Au cours de leurs études, les jeunes musiciens sont relativement peu confrontés au bizutage. Contrairement aux écoles de commerce, les conservatoires supérieurs sont épargnés par cette tradition où l’humour potache dérive bien souvent pour devenir une pratique humiliante. Mais les musiciens sont tentés de se rattraper une fois entrés dans la vie professionnelle. Au sein des orchestres, il est courant que les nouveaux entrants soient testés. Avec, là aussi, des comportements qui peuvent être problématiques.

Pour les musiciens, une période de stage qui peut être éprouvante

Lorsqu’un musicien réussit le concours d’entrée dans un orchestre, il doit nécessairement passer par une période de stage avant d’être pleinement intégré (en CDI pour les orchestres français).
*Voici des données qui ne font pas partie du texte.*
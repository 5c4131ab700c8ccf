//! Typed tool parameters and return values.
//!
//! Bridges strongly typed Rust function signatures to the JSON world of
//! tool calling: each parameter type knows its JSON-Schema kind and how to
//! coerce itself out of a decoded argument value, and each return type
//! knows how to render itself into the tool-result text.

use std::collections::HashMap;

use serde_json::Value;

use crate::{Error, Result};

/// JSON-Schema parameter kind derived from a Rust parameter type.
#[derive(Debug, Clone, PartialEq)]
pub enum ParamKind {
    Bool,
    Integer,
    Number,
    String,
    Array(Box<ParamKind>),
    Object,
}

impl ParamKind {
    pub fn schema_type(&self) -> &'static str {
        match self {
            ParamKind::Bool => "boolean",
            ParamKind::Integer => "integer",
            ParamKind::Number => "number",
            ParamKind::String => "string",
            ParamKind::Array(_) => "array",
            ParamKind::Object => "object",
        }
    }

    /// Build the JSON-Schema property object for this kind.
    pub fn schema_property(&self, description: &str) -> Value {
        let mut prop = serde_json::json!({
            "type": self.schema_type(),
            "description": description,
        });
        if let ParamKind::Array(element) = self {
            prop["items"] = serde_json::json!({ "type": element.schema_type() });
        }
        prop
    }
}

/// A type usable as a tool parameter.
///
/// `from_json` receives the argument value looked up by parameter name;
/// a missing key (`None`) coerces to the type's zero value, mirroring how
/// absent arguments are treated throughout the tool contract.
pub trait ToolParam: Sized + Send {
    fn kind() -> ParamKind;
    fn from_json(value: Option<&Value>) -> Result<Self>;
}

macro_rules! integer_tool_param {
    ($($ty:ty),* $(,)?) => {
        $(
            impl ToolParam for $ty {
                fn kind() -> ParamKind {
                    ParamKind::Integer
                }

                fn from_json(value: Option<&Value>) -> Result<Self> {
                    match value {
                        None => Ok(0),
                        // JSON numbers are floating in canonical JSON;
                        // narrow to the declared width.
                        Some(Value::Number(n)) => {
                            let f = n.as_f64().ok_or_else(|| {
                                Error::ArgumentType(format!(
                                    "number {n} does not fit {}",
                                    stringify!($ty)
                                ))
                            })?;
                            Ok(f as $ty)
                        }
                        Some(other) => Err(Error::ArgumentType(format!(
                            "expected {} got {other}",
                            stringify!($ty)
                        ))),
                    }
                }
            }
        )*
    };
}

integer_tool_param!(i8, i16, i32, i64, u8, u16, u32, u64);

macro_rules! float_tool_param {
    ($($ty:ty),* $(,)?) => {
        $(
            impl ToolParam for $ty {
                fn kind() -> ParamKind {
                    ParamKind::Number
                }

                fn from_json(value: Option<&Value>) -> Result<Self> {
                    match value {
                        None => Ok(0.0),
                        Some(Value::Number(n)) => {
                            let f = n.as_f64().ok_or_else(|| {
                                Error::ArgumentType(format!("number {n} is not a float"))
                            })?;
                            Ok(f as $ty)
                        }
                        Some(other) => Err(Error::ArgumentType(format!(
                            "expected {} got {other}",
                            stringify!($ty)
                        ))),
                    }
                }
            }
        )*
    };
}

float_tool_param!(f32, f64);

impl ToolParam for bool {
    fn kind() -> ParamKind {
        ParamKind::Bool
    }

    fn from_json(value: Option<&Value>) -> Result<Self> {
        match value {
            None => Ok(false),
            Some(Value::Bool(b)) => Ok(*b),
            Some(other) => Err(Error::ArgumentType(format!("expected bool got {other}"))),
        }
    }
}

impl ToolParam for String {
    fn kind() -> ParamKind {
        ParamKind::String
    }

    fn from_json(value: Option<&Value>) -> Result<Self> {
        match value {
            None => Ok(String::new()),
            Some(Value::String(s)) => Ok(s.clone()),
            Some(other) => Err(Error::ArgumentType(format!("expected string got {other}"))),
        }
    }
}

impl<T: ToolParam> ToolParam for Vec<T> {
    fn kind() -> ParamKind {
        ParamKind::Array(Box::new(T::kind()))
    }

    fn from_json(value: Option<&Value>) -> Result<Self> {
        match value {
            None => Ok(Vec::new()),
            Some(Value::Array(items)) => items
                .iter()
                .map(|item| T::from_json(Some(item)))
                .collect(),
            Some(other) => Err(Error::ArgumentType(format!("expected array got {other}"))),
        }
    }
}

impl ToolParam for HashMap<String, Value> {
    fn kind() -> ParamKind {
        ParamKind::Object
    }

    fn from_json(value: Option<&Value>) -> Result<Self> {
        match value {
            None => Ok(HashMap::new()),
            Some(Value::Object(map)) => {
                Ok(map.iter().map(|(k, v)| (k.clone(), v.clone())).collect())
            }
            Some(other) => Err(Error::ArgumentType(format!("expected object got {other}"))),
        }
    }
}

/// A type usable as a tool return value.
///
/// `Ok(None)` means the function produced no value; `Err` carries the
/// failure text that makes the whole call fail.
pub trait ToolReturn: Send {
    fn into_result_text(self) -> std::result::Result<Option<String>, String>;
}

impl ToolReturn for () {
    fn into_result_text(self) -> std::result::Result<Option<String>, String> {
        Ok(None)
    }
}

impl ToolReturn for String {
    fn into_result_text(self) -> std::result::Result<Option<String>, String> {
        Ok(Some(self))
    }
}

impl ToolReturn for &'static str {
    fn into_result_text(self) -> std::result::Result<Option<String>, String> {
        Ok(Some(self.to_string()))
    }
}

impl ToolReturn for bool {
    fn into_result_text(self) -> std::result::Result<Option<String>, String> {
        Ok(Some(if self { "true" } else { "false" }.to_string()))
    }
}

macro_rules! display_tool_return {
    ($($ty:ty),* $(,)?) => {
        $(
            impl ToolReturn for $ty {
                fn into_result_text(self) -> std::result::Result<Option<String>, String> {
                    Ok(Some(self.to_string()))
                }
            }
        )*
    };
}

display_tool_return!(i8, i16, i32, i64, u8, u16, u32, u64);

macro_rules! float_tool_return {
    ($($ty:ty),* $(,)?) => {
        $(
            impl ToolReturn for $ty {
                fn into_result_text(self) -> std::result::Result<Option<String>, String> {
                    Ok(Some(format!("{:.6}", self)))
                }
            }
        )*
    };
}

float_tool_return!(f32, f64);

impl ToolReturn for Value {
    fn into_result_text(self) -> std::result::Result<Option<String>, String> {
        match serde_json::to_string(&self) {
            Ok(s) => Ok(Some(s)),
            Err(e) => Err(format!("ERROR: {e}")),
        }
    }
}

impl<T: serde::Serialize + Send> ToolReturn for Vec<T> {
    fn into_result_text(self) -> std::result::Result<Option<String>, String> {
        match serde_json::to_string(&self) {
            Ok(s) => Ok(Some(s)),
            Err(e) => Err(format!("ERROR: {e}")),
        }
    }
}

impl<T: serde::Serialize + Send> ToolReturn for HashMap<String, T> {
    fn into_result_text(self) -> std::result::Result<Option<String>, String> {
        match serde_json::to_string(&self) {
            Ok(s) => Ok(Some(s)),
            Err(e) => Err(format!("ERROR: {e}")),
        }
    }
}

impl<T: ToolReturn, E: std::fmt::Display> ToolReturn for std::result::Result<T, E>
where
    E: Send,
{
    fn into_result_text(self) -> std::result::Result<Option<String>, String> {
        match self {
            Ok(v) => v.into_result_text(),
            Err(e) => Err(format!("ERROR: {e}")),
        }
    }
}

/// Map a JSON-Schema type string to a parameter kind; unknown types fall
/// back to string, matching how loosely MCP servers declare schemas.
pub fn kind_from_schema_type(schema_type: &str) -> ParamKind {
    match schema_type {
        "boolean" => ParamKind::Bool,
        "integer" => ParamKind::Integer,
        "number" => ParamKind::Number,
        "array" => ParamKind::Array(Box::new(ParamKind::String)),
        "object" => ParamKind::Object,
        _ => ParamKind::String,
    }
}

#[cfg(test)]
mod tests {
    use super::*;

    #[test]
    fn test_integer_narrowing_from_float_json() {
        let v = serde_json::json!(787.0);
        assert_eq!(i64::from_json(Some(&v)).unwrap(), 787);
        assert_eq!(u8::from_json(Some(&serde_json::json!(200))).unwrap(), 200);
    }

    #[test]
    fn test_missing_values_become_zero_values() {
        assert_eq!(i32::from_json(None).unwrap(), 0);
        assert_eq!(String::from_json(None).unwrap(), "");
        assert!(!bool::from_json(None).unwrap());
        assert!(Vec::<String>::from_json(None).unwrap().is_empty());
    }

    #[test]
    fn test_type_mismatches_rejected() {
        assert!(bool::from_json(Some(&serde_json::json!("yes"))).is_err());
        assert!(String::from_json(Some(&serde_json::json!(1))).is_err());
        assert!(i64::from_json(Some(&serde_json::json!("1"))).is_err());
    }

    #[test]
    fn test_array_element_coercion() {
        let v = serde_json::json!([1, 2, 3]);
        assert_eq!(Vec::<i64>::from_json(Some(&v)).unwrap(), vec![1, 2, 3]);
        let bad = serde_json::json!([1, "two"]);
        assert!(Vec::<i64>::from_json(Some(&bad)).is_err());
    }

    #[test]
    fn test_array_schema_carries_items() {
        let prop = ParamKind::Array(Box::new(ParamKind::Integer)).schema_property("nums");
        assert_eq!(prop["type"], "array");
        assert_eq!(prop["items"]["type"], "integer");
    }

    #[test]
    fn test_result_return_maps_error_arm() {
        let ok: std::result::Result<i64, String> = Ok(7);
        assert_eq!(ok.into_result_text().unwrap(), Some("7".to_string()));
        let err: std::result::Result<i64, String> = Err("boom".to_string());
        assert_eq!(err.into_result_text().unwrap_err(), "ERROR: boom");
    }

    #[test]
    fn test_float_return_formatting() {
        assert_eq!(
            2.5f64.into_result_text().unwrap(),
            Some("2.500000".to_string())
        );
    }

    #[test]
    fn test_schema_type_fallback() {
        assert_eq!(kind_from_schema_type("unknown"), ParamKind::String);
        assert_eq!(kind_from_schema_type("integer"), ParamKind::Integer);
    }
}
Cette période est assurément nécessaire, car le concours ne permet de juger que les qualités individuelles des candidats. L’adaptation au collectif, d’un point de vue musical, mais aussi humain, ne peut se mesurer qu’une fois au sein de l’orchestre. Cette période peut se révéler particulièrement stressante pour le musicien, qui se sent jugé à la moindre note. Il doit arriver à marier sa sonorité, son phrasé avec les autres musiciens, tout en faisant montre de sa personnalité : une gageure. Il lui faut trouver rapidement ses marques au sein d’une communauté dont les membres se connaissent généralement très bien. A lui de savoir aussi quel ton employer, de quelle familiarité user avec ses collègues. Ni trop ni trop peu… l’équilibre n’est pas forcément aisé à trouver. Dans un grand nombre de cas, les collègues font en sorte que le nouveau se sente bien. C’est ainsi qu’il pourra le mieux exprimer ses qualités et devenir un atout pour l’orchestre. Mais il arrive aussi que les situations se tendent. Il suffit qu’un musicien prenne en grippe la nouvelle recrue pour lui faire vivre un enfer. La situation varie d’un orchestre à l’autre et d’un pays à l’autre.